GOAL OF THE EXERCISE — Please state in a single number how many lines of the entries below include the word "CreateVacation".

PROVIDED INFORMATION —
//! Vacations repository.
//!
//! Requests move draft → pending → approved | rejected; every transition is
//! gated on the prior status. Approving an annual vacation also books its days
//! against the employee's balance for the year the vacation starts in.

use chrono::{Datelike, NaiveDate};
use sqlx::{postgres::PgRow, Pool, Postgres, Row};

use super::{
    crud::delete_by_id,
    scan::{contact_ref, named_ref, scan_all},
    sql::{FilterBuilder, UpdateBuilder},
};
use crate::{
    error::{AppError, AppResult, DbResultExt},
    models::{
        enums::{VacationStatus, VacationType},
        vacation::{
            vacation_days, BlockedPeriod, CreateBlockedPeriod, CreateVacation, UpdateVacation, UpsertVacationBalance,
            Vacation, VacationBalance, VacationQuery,
        },
    },
};

const VACATION_SELECT: &str = r#"
    SELECT v.id, v.personnel_record_id, v.vacation_type, v.start_date, v.end_date, v.days_count,
           v.status, v.comment, v.created_by, v.decided_by, v.decided_at, v.created_at, v.updated_at,
           c.id AS employee_id, c.fio AS employee_fio
    FROM vacations v
    LEFT JOIN personnel_records r ON r.id = v.personnel_record_id
    LEFT JOIN contacts c ON c.id = r.contact_id
"#;

const BLOCKED_SELECT: &str = r#"
    SELECT b.id, b.start_date, b.end_date, b.reason, b.created_by, b.created_at,
           d.id AS department_id, d.name AS department_name
    FROM department_blocked_periods b
    LEFT JOIN departments d ON d.id = b.department_id
"#;

const BALANCE_COLUMNS: &str =
    "id, personnel_record_id, year, total_days, used_days, total_days - used_days AS remaining_days";

fn scan_vacation(row: &PgRow) -> Result<Vacation, sqlx::Error> {
    Ok(Vacation {
        id: row.try_get("id")?,
        personnel_record_id: row.try_get("personnel_record_id")?,
        employee: contact_ref(row, "employee_id", "employee_fio")?,
        vacation_type: row.try_get("vacation_type")?,
        start_date: row.try_get("start_date")?,
        end_date: row.try_get("end_date")?,
        days_count: row.try_get("days_count")?,
        status: row.try_get("status")?,
        comment: row.try_get("comment")?,
        created_by: row.try_get("created_by")?,
        decided_by: row.try_get("decided_by")?,
        decided_at: row.try_get("decided_at")?,
        created_at: row.try_get("created_at")?,
        updated_at: row.try_get("updated_at")?,
    })
}

fn scan_blocked(row: &PgRow) -> Result<BlockedPeriod, sqlx::Error> {
    Ok(BlockedPeriod {
        id: row.try_get("id")?,
        department: named_ref(row, "department_id", "department_name")?,
        start_date: row.try_get("start_date")?,
        end_date: row.try_get("end_date")?,
        reason: row.try_get("reason")?,
        created_by: row.try_get("created_by")?,
        created_at: row.try_get("created_at")?,
    })
}

fn not_in_state(id: i64, status: VacationStatus) -> AppError {
    AppError::NotFound(format!("Vacation {} not found or not {}", id, status))
}

#[derive(Clone)]
pub struct VacationsRepository {
    pool: Pool<Postgres>,
}

impl VacationsRepository {
    pub fn new(pool: Pool<Postgres>) -> Self {
        Self { pool }
    }

    /// Create a draft request
    pub async fn create(&self, data: &CreateVacation, created_by: i64) -> AppResult<i64> {
        let days_count = vacation_days(data.start_date, data.end_date)?;

        sqlx::query_scalar::<_, i64>(
            r#"
            INSERT INTO vacations (personnel_record_id, vacation_type, start_date, end_date,
                                   days_count, status, comment, created_by)
            VALUES ($1, $2, $3, $4, $5, $6, $7, $8)
            RETURNING id
            "#,
        )
        .bind(data.personnel_record_id)
        .bind(data.vacation_type)
        .bind(data.start_date)
        .bind(data.end_date)
        .bind(days_count)
        .bind(VacationStatus::Draft)
        .bind(&data.comment)
        .bind(created_by)
        .fetch_one(&self.pool)
        .await
        .op("create vacation")
    }

    pub async fn get_by_id(&self, id: i64) -> AppResult<Vacation> {
        let query = format!("{} WHERE v.id = $1", VACATION_SELECT);
        let row = sqlx::query(&query)
            .bind(id)
            .fetch_optional(&self.pool)
            .await
            .op("get vacation")?
            .ok_or_else(|| AppError::NotFound(format!("Vacation {} not found", id)))?;
        scan_vacation(&row).op("scan vacation")
    }

    pub async fn list(&self, query: &VacationQuery) -> AppResult<Vec<Vacation>> {
        let mut filter = FilterBuilder::new(VACATION_SELECT);
        filter
            .eq("v.personnel_record_id", query.personnel_record_id)
            .eq("r.department_id", query.department_id)
            .eq("v.status", query.status)
            .gte("v.start_date", query.date_from)
            .lte("v.start_date", query.date_to)
            .order_by("v.start_date DESC, v.id DESC");

        let rows = filter
            .into_query()
            .build()
            .fetch_all(&self.pool)
            .await
            .op("list vacations")?;
        scan_all(&rows, scan_vacation).op("scan vacation")
    }

    /// Edit a draft; changed dates recompute the day count
    pub async fn update(&self, id: i64, data: &UpdateVacation) -> AppResult<()> {
        let mut tx = self.pool.begin().await.op("begin update vacation")?;

        let (start_date, end_date): (NaiveDate, NaiveDate) = sqlx::query_as(
            "SELECT start_date, end_date FROM vacations WHERE id = $1 AND status = $2 FOR UPDATE",
        )
        .bind(id)
        .bind(VacationStatus::Draft)
        .fetch_optional(&mut *tx)
        .await
        .op("lock vacation")?
        .ok_or_else(|| not_in_state(id, VacationStatus::Draft))?;

        let days_count = if data.start_date.is_some() || data.end_date.is_some() {
            Some(vacation_days(
                data.start_date.unwrap_or(start_date),
                data.end_date.unwrap_or(end_date),
            )?)
        } else {
            None
        };

        let mut update = UpdateBuilder::new("vacations");
        update
            .set("vacation_type", data.vacation_type)
            .set("start_date", data.start_date)
            .set("end_date", data.end_date)
            .set("days_count", days_count)
            .set("comment", data.comment.as_deref())
            .touch("updated_at");
        if update.is_empty() {
            return Ok(());
        }

        let mut query = update.where_key("id", id);
        query
            .build()
            .execute(&mut *tx)
            .await
            .op("update vacation")?;

        tx.commit().await.op("commit update vacation")?;
        Ok(())
    }

    pub async fn delete(&self, id: i64) -> AppResult<()> {
        let result = sqlx::query("DELETE FROM vacations WHERE id = $1 AND status = $2")
            .bind(id)
            .bind(VacationStatus::Draft)
            .execute(&self.pool)
            .await
            .op("delete vacation")?;
        if result.rows_affected() == 0 {
            return Err(not_in_state(id, VacationStatus::Draft));
        }
        Ok(())
    }

    /// draft → pending
    pub async fn submit(&self, id: i64) -> AppResult<()> {
        let result = sqlx::query(
            "UPDATE vacations SET status = $1, updated_at = NOW() WHERE id = $2 AND status = $3",
        )
        .bind(VacationStatus::Pending)
        .bind(id)
        .bind(VacationStatus::Draft)
        .execute(&self.pool)
        .await
        .op("submit vacation")?;
        if result.rows_affected() == 0 {
            return Err(not_in_state(id, VacationStatus::Draft));
        }
        Ok(())
    }

    /// pending → approved; annual vacations are booked against the balance
    #[tracing::instrument(skip(self))]
    pub async fn approve(&self, id: i64, decided_by: i64) -> AppResult<()> {
        let mut tx = self.pool.begin().await.op("begin approve vacation")?;

        let (personnel_record_id, vacation_type, start_date, days_count): (i64, VacationType, NaiveDate, i32) =
            sqlx::query_as(
                r#"
                UPDATE vacations
                SET status = $1, decided_by = $2, decided_at = NOW(), updated_at = NOW()
                WHERE id = $3 AND status = $4
                RETURNING personnel_record_id, vacation_type, start_date, days_count
                "#,
            )
            .bind(VacationStatus::Approved)
            .bind(decided_by)
            .bind(id)
            .bind(VacationStatus::Pending)
            .fetch_optional(&mut *tx)
            .await
            .op("approve vacation")?
            .ok_or_else(|| not_in_state(id, VacationStatus::Pending))?;

        if vacation_type == VacationType::Annual {
            sqlx::query(
                r#"
                INSERT INTO vacation_balances (personnel_record_id, year, total_days, used_days)
                VALUES ($1, $2, 0, $3)
                ON CONFLICT (personnel_record_id, year) DO UPDATE
                SET used_days = vacation_balances.used_days + EXCLUDED.used_days,
                    updated_at = NOW()
                "#,
            )
            .bind(personnel_record_id)
            .bind(start_date.year())
            .bind(days_count)
            .execute(&mut *tx)
            .await
            .op("book vacation days")?;
        }

        tx.commit().await.op("commit approve vacation")?;

        tracing::info!(vacation_id = id, personnel_record_id, days_count, %vacation_type, "Vacation approved");
        Ok(())
    }

    /// pending → rejected
    pub async fn reject(&self, id: i64, decided_by: i64, comment: Option<&str>) -> AppResult<()> {
        let result = sqlx::query(
            r#"
            UPDATE vacations
            SET status = $1, decided_by = $2, decided_at = NOW(),
                comment = COALESCE($3, comment), updated_at = NOW()
            WHERE id = $4 AND status = $5
            "#,
        )
        .bind(VacationStatus::Rejected)
        .bind(decided_by)
        .bind(comment)
        .bind(id)
        .bind(VacationStatus::Pending)
        .execute(&self.pool)
        .await
        .op("reject vacation")?;
        if result.rows_affected() == 0 {
            return Err(not_in_state(id, VacationStatus::Pending));
        }
        Ok(())
    }

    // Balances

    pub async fn get_balance(&self, personnel_record_id: i64, year: i32) -> AppResult<VacationBalance> {
        let sql = format!(
            "SELECT {} FROM vacation_balances WHERE personnel_record_id = $1 AND year = $2",
            BALANCE_COLUMNS
        );
        sqlx::query_as::<_, VacationBalance>(&sql)
            .bind(personnel_record_id)
            .bind(year)
            .fetch_optional(&self.pool)
            .await
            .op("get vacation balance")?
            .ok_or_else(|| {
                AppError::NotFound(format!(
                    "No vacation balance for personnel record {} in {}",
                    personnel_record_id, year
                ))
            })
    }

    /// Set the yearly entitlement; used days are kept
    pub async fn upsert_balance(&self, data: &UpsertVacationBalance) -> AppResult<VacationBalance> {
        let sql = format!(
            r#"
            INSERT INTO vacation_balances (personnel_record_id, year, total_days, used_days)
            VALUES ($1, $2, $3, 0)
            ON CONFLICT (personnel_record_id, year) DO UPDATE
            SET total_days = EXCLUDED.total_days, updated_at = NOW()
            RETURNING {}
            "#,
            BALANCE_COLUMNS
        );
        sqlx::query_as::<_, VacationBalance>(&sql)
            .bind(data.personnel_record_id)
            .bind(data.year)
            .bind(data.total_days)
            .fetch_one(&self.pool)
            .await
            .op("upsert vacation balance")
    }

    pub async fn list_balances(&self, year: Option<i32>, personnel_record_id: Option<i64>) -> AppResult<Vec<VacationBalance>> {
        let mut filter = FilterBuilder::new(format!("SELECT {} FROM vacation_balances", BALANCE_COLUMNS));
        filter
            .eq("year", year)
            .eq("personnel_record_id", personnel_record_id)
            .order_by("year DESC, personnel_record_id");

        filter
            .into_query()
            .build_query_as::<VacationBalance>()
            .fetch_all(&self.pool)
            .await
            .op("list vacation balances")
    }

    // Blocked periods

    pub async fn create_blocked_period(&self, data: &CreateBlockedPeriod, created_by: i64) -> AppResult<i64> {
        if data.end_date < data.start_date {
            return Err(AppError::Validation(format!(
                "blocked period end {} is before its start {}",
                data.end_date, data.start_date
            )));
        }

        sqlx::query_scalar::<_, i64>(
            r#"
            INSERT INTO department_blocked_periods (department_id, start_date, end_date, reason, created_by)
            VALUES ($1, $2, $3, $4, $5)
            RETURNING id
            "#,
        )
        .bind(data.department_id)
        .bind(data.start_date)
        .bind(data.end_date)
        .bind(&data.reason)
        .bind(created_by)
        .fetch_one(&self.pool)
        .await
        .op("create blocked period")
    }

    pub async fn list_blocked_periods(&self, department_id: Option<i64>) -> AppResult<Vec<BlockedPeriod>> {
        let mut filter = FilterBuilder::new(BLOCKED_SELECT);
        filter
            .eq("b.department_id", department_id)
            .order_by("b.start_date, b.id");

        let rows = filter
            .into_query()
            .build()
            .fetch_all(&self.pool)
            .await
            .op("list blocked periods")?;
        scan_all(&rows, scan_blocked).op("scan blocked period")
    }

    /// Blocked periods of a department intersecting `start..=end`
    pub async fn find_overlapping_blocked_periods(
        &self,
        department_id: i64,
        start: NaiveDate,
        end: NaiveDate,
    ) -> AppResult<Vec<BlockedPeriod>> {
        let query = format!(
            "{} WHERE b.department_id = $1 AND b.start_date <= $3 AND b.end_date >= $2 ORDER BY b.start_date",
            BLOCKED_SELECT
        );
        let rows = sqlx::query(&query)
            .bind(department_id)
            .bind(start)
            .bind(end)
            .fetch_all(&self.pool)
            .await
            .op("find overlapping blocked periods")?;
        scan_all(&rows, scan_blocked).op("scan blocked period")
    }

    pub async fn delete_blocked_period(&self, id: i64) -> AppResult<()> {
        delete_by_id(&self.pool, "department_blocked_periods", "Blocked period", "delete blocked period", id).await
    }
}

ANSWER TO THIS TASK — 2